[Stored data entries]

= = = =

//! Reading data model
//!
//! A [`Reading`] is one timestamped temperature/humidity sample as stored in
//! the spreadsheet. Values are kept as fixed-point hundredths ([`Centi`]) so
//! comparisons and axis arithmetic are exact.

use core::fmt;
use core::str::FromStr;

use alloc::string::String;
use thiserror_no_std::Error;

/// Fixed-point value in hundredths (e.g. `2312` is `23.12`)
#[derive(Debug, Clone, Copy, PartialEq, Eq, PartialOrd, Ord, Hash, Default)]
pub struct Centi(i32);

/// Reasons a cell can fail to parse as a decimal
#[derive(Debug, Clone, Copy, PartialEq, Eq, Error)]
pub enum DecimalError {
    #[error("not a decimal number")]
    Invalid,
    #[error("value is not finite")]
    NotFinite,
    #[error("value out of range")]
    OutOfRange,
}

impl Centi {
    pub const ZERO: Self = Self(0);

    /// Create from a raw hundredths count
    pub const fn from_hundredths(hundredths: i32) -> Self {
        Self(hundredths)
    }

    /// Create from whole units (e.g. `Centi::from_units(2)` is `2.00`)
    pub const fn from_units(units: i32) -> Self {
        Self(units * 100)
    }

    /// Raw hundredths count
    pub const fn hundredths(self) -> i32 {
        self.0
    }

    /// Round a double to two fractional digits, half-to-even.
    ///
    /// The rounding is applied to the exact binary value of `value`, so
    /// `1.005` (stored as `1.00499999...`) rounds down to `1.00` while
    /// `23.125` (exactly representable) is a true tie and rounds to `23.12`.
    pub fn from_f64_half_even(value: f64) -> Result<Self, DecimalError> {
        if !value.is_finite() {
            return Err(DecimalError::NotFinite);
        }

        let bits = value.to_bits();
        let negative = (bits >> 63) == 1;
        let exponent_bits = ((bits >> 52) & 0x7ff) as i32;
        let fraction = bits & ((1u64 << 52) - 1);

        // value = mantissa * 2^exponent
        let (mantissa, exponent) = if exponent_bits == 0 {
            (fraction, -1074)
        } else {
            (fraction | (1u64 << 52), exponent_bits - 1075)
        };

        // mantissa < 2^53, so the scaled value stays below 2^60
        let scaled = mantissa as u128 * 100;

        let magnitude = if exponent >= 0 {
            if exponent > 40 {
                return Err(DecimalError::OutOfRange);
            }
            scaled << exponent
        } else {
            let shift = exponent.unsigned_abs();
            if shift >= 127 {
                0
            } else {
                let quotient = scaled >> shift;
                let remainder = scaled & ((1u128 << shift) - 1);
                let half = 1u128 << (shift - 1);
                if remainder > half || (remainder == half && quotient & 1 == 1) {
                    quotient + 1
                } else {
                    quotient
                }
            }
        };

        let magnitude = i32::try_from(magnitude).map_err(|_| DecimalError::OutOfRange)?;
        Ok(Self(if negative { -magnitude } else { magnitude }))
    }

    /// Parse decimal cell text and round it half-to-even
    pub fn parse_half_even(text: &str) -> Result<Self, DecimalError> {
        let value: f64 = text.trim().parse().map_err(|_| DecimalError::Invalid)?;
        Self::from_f64_half_even(value)
    }

    /// Convert to float for plotting
    pub fn as_f32(self) -> f32 {
        self.0 as f32 / 100.0
    }

    pub const fn saturating_add(self, other: Self) -> Self {
        Self(self.0.saturating_add(other.0))
    }

    pub const fn saturating_sub(self, other: Self) -> Self {
        Self(self.0.saturating_sub(other.0))
    }
}

impl FromStr for Centi {
    type Err = DecimalError;

    fn from_str(s: &str) -> Result<Self, Self::Err> {
        Self::parse_half_even(s)
    }
}

impl fmt::Display for Centi {
    fn fmt(&self, f: &mut fmt::Formatter<'_>) -> fmt::Result {
        let sign = if self.0 < 0 { "-" } else { "" };
        let abs = self.0.unsigned_abs();
        write!(f, "{}{}.{:02}", sign, abs / 100, abs % 100)
    }
}

/// One temperature/humidity sample
#[derive(Debug, Clone, PartialEq, Eq)]
pub struct Reading {
    timestamp: String,
    temperature: Centi,
    humidity: Centi,
}

impl Reading {
    pub fn new(timestamp: impl Into<String>, temperature: Centi, humidity: Centi) -> Self {
        Self {
            timestamp: timestamp.into(),
            temperature,
            humidity,
        }
    }

    /// Timestamp text exactly as stored in the sheet
    pub fn timestamp(&self) -> &str {
        &self.timestamp
    }

    pub fn temperature(&self) -> Centi {
        self.temperature
    }

    pub fn humidity(&self) -> Centi {
        self.humidity
    }

    /// Short time-of-day label used on the chart's x-axis
    pub fn time_label(&self) -> &str {
        time_label(&self.timestamp)
    }
}

/// Extract `HH:MM` from a timestamp such as `2021-03-04 12:34:56`.
///
/// Takes the last whitespace-separated token and cuts it before its last
/// colon. A token without a colon yields an empty label.
pub fn time_label(timestamp: &str) -> &str {
    let time = timestamp.split(' ').next_back().unwrap_or("");
    match time.rfind(':') {
        Some(idx) => &time[..idx],
        None => "",
    }
}

#[cfg(test)]
mod tests {
    use super::*;
    use alloc::string::ToString;

    #[test]
    fn test_half_even_tie_rounds_down_to_even() {
        assert_eq!(Centi::parse_half_even("23.125").unwrap().to_string(), "23.12");
    }

    #[test]
    fn test_half_even_above_tie_rounds_up() {
        // 23.135 is stored as 23.13500000000000156..., just above the midpoint
        assert_eq!(Centi::parse_half_even("23.135").unwrap().to_string(), "23.14");
    }

    #[test]
    fn test_rounding_uses_binary_value() {
        // 1.005 is stored as 1.00499999999999989...
        assert_eq!(Centi::parse_half_even("1.005").unwrap(), Centi::from_hundredths(100));
    }

    #[test]
    fn test_negative_values() {
        let value = Centi::parse_half_even("-3.5").unwrap();
        assert_eq!(value.hundredths(), -350);
        assert_eq!(value.to_string(), "-3.50");
        assert_eq!(Centi::from_hundredths(-5).to_string(), "-0.05");
    }

    #[test]
    fn test_parse_trims_whitespace() {
        assert_eq!(Centi::parse_half_even(" 45.6 ").unwrap().hundredths(), 4560);
    }

    #[test]
    fn test_parse_rejects_garbage() {
        assert_eq!(Centi::parse_half_even("warm"), Err(DecimalError::Invalid));
        assert_eq!(Centi::parse_half_even(""), Err(DecimalError::Invalid));
        assert_eq!(Centi::parse_half_even("NaN"), Err(DecimalError::NotFinite));
        assert_eq!(Centi::parse_half_even("inf"), Err(DecimalError::NotFinite));
        assert_eq!(Centi::parse_half_even("1e30"), Err(DecimalError::OutOfRange));
    }

    #[test]
    fn test_tiny_values_round_to_zero() {
        assert_eq!(Centi::from_f64_half_even(1e-300).unwrap(), Centi::ZERO);
        assert_eq!(Centi::from_f64_half_even(0.004).unwrap(), Centi::ZERO);
        assert_eq!(Centi::from_f64_half_even(0.005).unwrap().hundredths(), 1);
    }

    #[test]
    fn test_integer_values_are_exact() {
        assert_eq!(Centi::from_f64_half_even(20.0).unwrap(), Centi::from_units(20));
    }

    #[test]
    fn test_time_label() {
        assert_eq!(time_label("2021-03-04 12:34:56"), "12:34");
        assert_eq!(time_label("12:34:56"), "12:34");
        assert_eq!(time_label("2021-03-04"), "");
        assert_eq!(time_label(""), "");
    }

    #[test]
    fn test_reading_accessors() {
        let reading = Reading::new(
            "2021-03-04 07:05:00",
            Centi::from_hundredths(2150),
            Centi::from_hundredths(4800),
        );
        assert_eq!(reading.timestamp(), "2021-03-04 07:05:00");
        assert_eq!(reading.time_label(), "07:05");
        assert_eq!(reading.temperature().as_f32(), 21.5);
        assert_eq!(reading.humidity(), Centi::from_units(48));
    }
}
//! Fetch coordination between the UI thread and background fetch tasks
//!
//! Pages never perform I/O. They issue a [`FetchTicket`] through
//! [`Action::Fetch`](crate::ui::Action::Fetch); the host runs the gateway for
//! that ticket off the UI thread and posts a [`FetchOutcome`] to
//! [`FETCH_MAILBOX`]. The UI loop drains the mailbox once per frame and hands
//! each outcome to the page owning its target, whose [`FetchTracker`] drops
//! anything but the most recently issued ticket.

use alloc::vec::Vec;
use embassy_sync::blocking_mutex::raw::CriticalSectionRawMutex;
use embassy_sync::channel::{Channel, Receiver, Sender};
use log::debug;

use crate::paging::PageIndex;
use crate::reading::Reading;
use crate::sheets::FetchError;

/// Number of outcomes that may wait for the UI loop
pub const FETCH_MAILBOX_CAPACITY: usize = 8;

/// Mailbox carrying fetch outcomes back to the UI thread
pub type FetchMailbox = Channel<CriticalSectionRawMutex, FetchOutcome, FETCH_MAILBOX_CAPACITY>;

/// Sending half of a [`FetchMailbox`]
pub type FetchSender = Sender<'static, CriticalSectionRawMutex, FetchOutcome, FETCH_MAILBOX_CAPACITY>;

/// Receiving half of a [`FetchMailbox`]
pub type FetchReceiver =
    Receiver<'static, CriticalSectionRawMutex, FetchOutcome, FETCH_MAILBOX_CAPACITY>;

/// Global mailbox for fetch outcomes
pub static FETCH_MAILBOX: FetchMailbox = Channel::new();

/// Handle for posting outcomes from a fetch task
pub fn fetch_sender() -> FetchSender {
    FETCH_MAILBOX.sender()
}

/// Handle for draining outcomes on the UI thread
pub fn fetch_receiver() -> FetchReceiver {
    FETCH_MAILBOX.receiver()
}

/// What a fetch reads
#[derive(Debug, Clone, Copy, PartialEq, Eq, Hash)]
pub enum FetchTarget {
    /// The single newest row, for the status screen
    Latest,
    /// A page of historical rows, for the chart screen
    Page(PageIndex),
}

/// Identifies one fetch request
#[derive(Debug, Clone, Copy, PartialEq, Eq, Hash)]
pub struct FetchTicket {
    pub target: FetchTarget,
    /// Per-screen counter, bumped on every request
    pub generation: u32,
}

/// Result of a fetch tagged with the ticket that requested it
#[derive(Debug, Clone, PartialEq)]
pub struct FetchOutcome {
    pub ticket: FetchTicket,
    pub result: Result<Vec<Reading>, FetchError>,
}

/// Tracks the latest fetch a screen is waiting for
#[derive(Debug, Clone, Copy, Default, PartialEq, Eq)]
pub struct FetchTracker {
    generation: u32,
    pending: Option<FetchTicket>,
}

impl FetchTracker {
    pub const fn new() -> Self {
        Self {
            generation: 0,
            pending: None,
        }
    }

    /// Issue a ticket for `target`, superseding any ticket still pending
    pub fn issue(&mut self, target: FetchTarget) -> FetchTicket {
        self.generation = self.generation.wrapping_add(1);
        let ticket = FetchTicket {
            target,
            generation: self.generation,
        };
        self.pending = Some(ticket);
        ticket
    }

    /// Accept an outcome if it answers the pending ticket.
    ///
    /// Returns the result for the current ticket and clears it; stale or
    /// unsolicited outcomes return `None`.
    pub fn accept<'o>(
        &mut self,
        outcome: &'o FetchOutcome,
    ) -> Option<&'o Result<Vec<Reading>, FetchError>> {
        if self.pending == Some(outcome.ticket) {
            self.pending = None;
            Some(&outcome.result)
        } else {
            debug!(
                "Discarding stale fetch outcome {:?} (waiting for {:?})",
                outcome.ticket, self.pending
            );
            None
        }
    }

    pub fn is_pending(&self) -> bool {
        self.pending.is_some()
    }

    pub fn pending(&self) -> Option<FetchTicket> {
        self.pending
    }
}
use alloc::string::{String, ToString};
use alloc::vec::Vec;
use serde::{Deserialize, Serialize};

use super::FetchError;

/// Body of a `spreadsheets.values.get` response
///
/// The service omits `values` entirely when the requested range holds no
/// data, which is how "no data" is told apart from an explicit empty list.
#[derive(Debug, Clone, Default, PartialEq, Eq, Serialize, Deserialize)]
#[serde(rename_all = "camelCase")]
pub struct ValueRange {
    #[serde(default)]
    pub range: String,
    #[serde(default)]
    pub major_dimension: Option<String>,
    #[serde(default, skip_serializing_if = "Option::is_none")]
    pub values: Option<Vec<Vec<String>>>,
}

impl ValueRange {
    /// Build a response holding the given rows
    pub fn with_rows(range: &str, rows: Vec<Vec<String>>) -> Self {
        Self {
            range: range.to_string(),
            major_dimension: Some("ROWS".to_string()),
            values: Some(rows),
        }
    }

    /// Build a response for a range with no data
    pub fn empty(range: &str) -> Self {
        Self {
            range: range.to_string(),
            major_dimension: Some("ROWS".to_string()),
            values: None,
        }
    }

    /// Decode a JSON response body
    pub fn from_json(body: &[u8]) -> Result<Self, FetchError> {
        serde_json::from_slice(body).map_err(|e| FetchError::Decode(e.to_string()))
    }
}
//! Transient error banner
//!
//! Shown across the bottom of a page when a fetch fails. It dismisses itself
//! after a fixed number of frames or when tapped.

use alloc::string::String;
use core::fmt::{Display, Write};

use embedded_graphics::Drawable as EgDrawable;
use embedded_graphics::mono_font::{MonoTextStyle, ascii::FONT_6X10};
use embedded_graphics::pixelcolor::Rgb565;
use embedded_graphics::prelude::*;
use embedded_graphics::primitives::{PrimitiveStyle, Rectangle};
use embedded_graphics::text::{Alignment, Baseline, Text, TextStyleBuilder};

use crate::ui::core::Drawable;
use crate::ui::styling::{CRIMSON, FONT_6X10_CHAR_WIDTH_PX, WHITE};

/// Horizontal text inset inside the banner in pixels
const TEXT_INSET_PX: u32 = 4;

pub struct ErrorBanner {
    bounds: Rectangle,
    message: Option<String>,
    remaining_frames: u32,
    lifetime_frames: u32,
}

impl ErrorBanner {
    pub fn new(bounds: Rectangle, lifetime_frames: u32) -> Self {
        Self {
            bounds,
            message: None,
            remaining_frames: 0,
            lifetime_frames,
        }
    }

    /// Show `error`, replacing any message already up
    pub fn show(&mut self, error: &impl Display) {
        let mut message = String::new();
        let _ = write!(message, "{}", error);
        truncate_to_chars(&mut message, self.max_chars());
        self.message = Some(message);
        self.remaining_frames = self.lifetime_frames.max(1);
    }

    /// Count down one frame. Returns `true` if the banner just went away.
    pub fn tick(&mut self) -> bool {
        if self.message.is_none() {
            return false;
        }
        self.remaining_frames = self.remaining_frames.saturating_sub(1);
        if self.remaining_frames == 0 {
            self.message = None;
            true
        } else {
            false
        }
    }

    /// Hide the banner. Returns `true` if it was visible.
    pub fn dismiss(&mut self) -> bool {
        self.remaining_frames = 0;
        self.message.take().is_some()
    }

    pub fn is_visible(&self) -> bool {
        self.message.is_some()
    }

    pub fn message(&self) -> Option<&str> {
        self.message.as_deref()
    }

    fn max_chars(&self) -> usize {
        (self.bounds.size.width.saturating_sub(2 * TEXT_INSET_PX) / FONT_6X10_CHAR_WIDTH_PX) as usize
    }
}

/// Cut `text` down to at most `max` characters
fn truncate_to_chars(text: &mut String, max: usize) {
    if let Some((idx, _)) = text.char_indices().nth(max) {
        text.truncate(idx);
    }
}

impl Drawable for ErrorBanner {
    fn draw<D: DrawTarget<Color = Rgb565>>(&self, display: &mut D) -> Result<(), D::Error> {
        let Some(message) = &self.message else {
            return Ok(());
        };

        self.bounds
            .into_styled(PrimitiveStyle::with_fill(CRIMSON))
            .draw(display)?;

        let text_style = TextStyleBuilder::new()
            .alignment(Alignment::Left)
            .baseline(Baseline::Middle)
            .build();
        let anchor = Point::new(
            self.bounds.top_left.x + TEXT_INSET_PX as i32,
            self.bounds.center().y,
        );
        Text::with_text_style(
            message,
            anchor,
            MonoTextStyle::new(&FONT_6X10, WHITE),
            text_style,
        )
        .draw(display)?;

        Ok(())
    }

    fn bounds(&self) -> Rectangle {
        self.bounds
    }
}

= = = =

• **Your assignment**
What is needed is every line from the start of the entries through the line containing "a raw hundredths count", returned word for word and nothing else.

• **Problem solution**
//! Reading data model
//!
//! A [`Reading`] is one timestamped temperature/humidity sample as stored in
//! the spreadsheet. Values are kept as fixed-point hundredths ([`Centi`]) so
//! comparisons and axis arithmetic are exact.

use core::fmt;
use core::str::FromStr;

use alloc::string::String;
use thiserror_no_std::Error;

/// Fixed-point value in hundredths (e.g. `2312` is `23.12`)
#[derive(Debug, Clone, Copy, PartialEq, Eq, PartialOrd, Ord, Hash, Default)]
pub struct Centi(i32);

/// Reasons a cell can fail to parse as a decimal
#[derive(Debug, Clone, Copy, PartialEq, Eq, Error)]
pub enum DecimalError {
    #[error("not a decimal number")]
    Invalid,
    #[error("value is not finite")]
    NotFinite,
    #[error("value out of range")]
    OutOfRange,
}

impl Centi {
    pub const ZERO: Self = Self(0);

    /// Create from a raw hundredths count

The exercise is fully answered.